The map of immunisation rates is quite contrary to expectation. You might imagine that the lowest rates would be in rural, regional and remote Australia. Wrong, the lowest rates are in fact in wealthy Sydney and Adelaide suburbs and in general in the capitals.

This might suggest two sorts of non-immunisers: stressed two-income, city families who forget, do not have time or are too stressed out to follow through with immunisation, on one hand, and people in more densely populated, internet-connected places where anti-immunisation pseudo-science can take hold.

A lot of that originated in 1998, with publication of research by English doctor Andrew Wakefield suggesting a link between the mumps, measles and rubella triple vaccine and the onset of autism.

The “research” has been utterly discredited, but there is nothing like a good scare campaign.

In any event, it is unlikely that a punitive approach will have much effect on either of these groups. It will just get their backs up.

But that is the beast we are dealing with.

DOT DOT DOT

This week I got a princely $145 from the Copyright Agency Limited which it had collected on my behalf because someone, somewhere in government had copied one of these columns and it had been picked up in its random sampling of government and educational copying.

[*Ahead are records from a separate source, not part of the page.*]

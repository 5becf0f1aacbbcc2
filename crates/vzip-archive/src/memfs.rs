//! In-memory [`Filesystem`] for exercising the walk without touching disk

use std::collections::BTreeMap;
use std::io;
use std::path::{Path, PathBuf};
use std::sync::Mutex;

use crate::fs::{Filesystem, NodeKind, NodeMeta};

#[derive(Debug, Clone)]
enum MemNode {
    Dir { mode: u32 },
    File { data: Vec<u8>, mode: u32, readable: bool },
    Special,
}

/// A tree of directories and files keyed by absolute path.
///
/// The root (`/`) always exists.
#[derive(Debug, Default)]
pub struct MemFs {
    nodes: Mutex<BTreeMap<PathBuf, MemNode>>,
}

impl MemFs {
    pub fn new() -> Self {
        Self::default()
    }

    pub fn add_dir(&self, path: impl AsRef<Path>, mode: u32) {
        let path = path.as_ref();
        self.ensure_parents(path);
        self.lock().insert(path.to_path_buf(), MemNode::Dir { mode });
    }

    pub fn add_file(&self, path: impl AsRef<Path>, data: &[u8], mode: u32) {
        let path = path.as_ref();
        self.ensure_parents(path);
        self.lock().insert(
            path.to_path_buf(),
            MemNode::File {
                data: data.to_vec(),
                mode,
                readable: true,
            },
        );
    }

    /// A file whose content cannot be read (permission denied).
    pub fn add_unreadable_file(&self, path: impl AsRef<Path>) {
        let path = path.as_ref();
        self.ensure_parents(path);
        self.lock().insert(
            path.to_path_buf(),
            MemNode::File {
                data: Vec::new(),
                mode: 0o000,
                readable: false,
            },
        );
    }

    /// A socket/FIFO-like node.
    pub fn add_special(&self, path: impl AsRef<Path>) {
        let path = path.as_ref();
        self.ensure_parents(path);
        self.lock().insert(path.to_path_buf(), MemNode::Special);
    }

    /// Content and mode of a file, if `path` is one.
    pub fn file(&self, path: impl AsRef<Path>) -> Option<(Vec<u8>, u32)> {
        match self.lock().get(path.as_ref()) {
            Some(MemNode::File { data, mode, .. }) => Some((data.clone(), *mode)),
            _ => None,
        }
    }

    /// Mode of a directory, if `path` is one.
    pub fn dir_mode(&self, path: impl AsRef<Path>) -> Option<u32> {
        match self.lock().get(path.as_ref()) {
            Some(MemNode::Dir { mode }) => Some(*mode),
            _ => None,
        }
    }

    /// Every path below `root`, relative to it, sorted.
    pub fn paths_under(&self, root: impl AsRef<Path>) -> Vec<PathBuf> {
        let root = root.as_ref();
        self.lock()
            .keys()
            .filter_map(|p| p.strip_prefix(root).ok())
            .filter(|rel| !rel.as_os_str().is_empty())
            .map(Path::to_path_buf)
            .collect()
    }

    fn lock(&self) -> std::sync::MutexGuard<'_, BTreeMap<PathBuf, MemNode>> {
        // A panic while holding the lock leaves the map itself consistent
        self.nodes.lock().unwrap_or_else(|poisoned| poisoned.into_inner())
    }

    fn ensure_parents(&self, path: &Path) {
        let mut nodes = self.lock();
        for ancestor in path.ancestors().skip(1) {
            if is_root(ancestor) {
                break;
            }
            nodes
                .entry(ancestor.to_path_buf())
                .or_insert(MemNode::Dir { mode: 0o755 });
        }
    }
}

fn is_root(path: &Path) -> bool {
    path.parent().is_none() || path.as_os_str().is_empty()
}

fn not_found(path: &Path) -> io::Error {
    io::Error::new(io::ErrorKind::NotFound, format!("{}: not found", path.display()))
}

fn not_a_directory(path: &Path) -> io::Error {
    io::Error::new(
        io::ErrorKind::Other,
        format!("{}: not a directory", path.display()),
    )
}

impl Filesystem for MemFs {
    fn metadata(&self, path: &Path) -> io::Result<NodeMeta> {
        if is_root(path) {
            return Ok(NodeMeta {
                kind: NodeKind::Directory,
                mode: 0o755,
                len: 0,
            });
        }
        match self.lock().get(path) {
            Some(MemNode::Dir { mode }) => Ok(NodeMeta {
                kind: NodeKind::Directory,
                mode: *mode,
                len: 0,
            }),
            Some(MemNode::File { data, mode, .. }) => Ok(NodeMeta {
                kind: NodeKind::File,
                mode: *mode,
                len: data.len() as u64,
            }),
            Some(MemNode::Special) => Ok(NodeMeta {
                kind: NodeKind::Other,
                mode: 0o644,
                len: 0,
            }),
            None => Err(not_found(path)),
        }
    }

    fn read_dir(&self, path: &Path) -> io::Result<Vec<String>> {
        if self.metadata(path)?.kind != NodeKind::Directory {
            return Err(not_a_directory(path));
        }
        Ok(self
            .lock()
            .keys()
            .filter(|p| p.parent() == Some(path))
            .filter_map(|p| p.file_name().and_then(|n| n.to_str()).map(str::to_string))
            .collect())
    }

    fn read(&self, path: &Path) -> io::Result<Vec<u8>> {
        match self.lock().get(path) {
            Some(MemNode::File { data, readable: true, .. }) => Ok(data.clone()),
            Some(MemNode::File { readable: false, .. }) => Err(io::Error::new(
                io::ErrorKind::PermissionDenied,
                format!("{}: permission denied", path.display()),
            )),
            Some(_) => Err(io::Error::new(
                io::ErrorKind::Other,
                format!("{}: not a file", path.display()),
            )),
            None => Err(not_found(path)),
        }
    }

    fn create_dir_all(&self, path: &Path) -> io::Result<()> {
        let mut nodes = self.lock();
        let mut missing = Vec::new();
        for ancestor in path.ancestors() {
            if is_root(ancestor) {
                break;
            }
            match nodes.get(ancestor) {
                Some(MemNode::Dir { .. }) => break,
                Some(_) => return Err(not_a_directory(ancestor)),
                None => missing.push(ancestor.to_path_buf()),
            }
        }
        for dir in missing {
            nodes.insert(dir, MemNode::Dir { mode: 0o755 });
        }
        Ok(())
    }

    fn write_file(&self, path: &Path, data: &[u8], mode: u32) -> io::Result<()> {
        let mut nodes = self.lock();
        if let Some(parent) = path.parent().filter(|p| !is_root(p)) {
            match nodes.get(parent) {
                Some(MemNode::Dir { .. }) => {}
                Some(_) => return Err(not_a_directory(parent)),
                None => return Err(not_found(parent)),
            }
        }
        if let Some(MemNode::Dir { .. }) = nodes.get(path) {
            return Err(io::Error::new(
                io::ErrorKind::Other,
                format!("{}: is a directory", path.display()),
            ));
        }
        nodes.insert(
            path.to_path_buf(),
            MemNode::File {
                data: data.to_vec(),
                mode: mode & 0o777,
                readable: true,
            },
        );
        Ok(())
    }

    fn set_mode(&self, path: &Path, mode: u32) -> io::Result<()> {
        match self.lock().get_mut(path) {
            Some(MemNode::Dir { mode: m }) | Some(MemNode::File { mode: m, .. }) => {
                *m = mode & 0o777;
                Ok(())
            }
            Some(MemNode::Special) => Ok(()),
            None => Err(not_found(path)),
        }
    }
}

So here’s a thought bubble. Now that we have software capable of monitoring illegal downloads, as explained in last week’s Federal Court case, maybe we should start looking at the CAL scheme. The major music and film copyright holders should get together and agree to grant immunity from lawsuit for people who agree to pay a set monthly fee for downloads. They could then distribute it according some sample-taking during the year.

A few lawsuits against people who download without paying would be an encouragement and the copyright holders would at least get some payment.

A lot of illegal downloading is done because it is easy, not because people do not want to pay a reasonable fee.

DOT DOT DOT

Some useless facts on US elections. If Hilary Clinton is elected it will be the first, and only, time a Democrat has been elected after a two-full-term Democrat President since Martin van Buren in 1836. And he was not re-elected in 1840.

Also, when Barack Obama ends his term it will be the first, and only, time since 1800-1824 that the US has had three consecutive two-term presidents.
CRISPIN HULL
This article first appeared in The Canberra Times and Fairfax Media on 18 April 2015.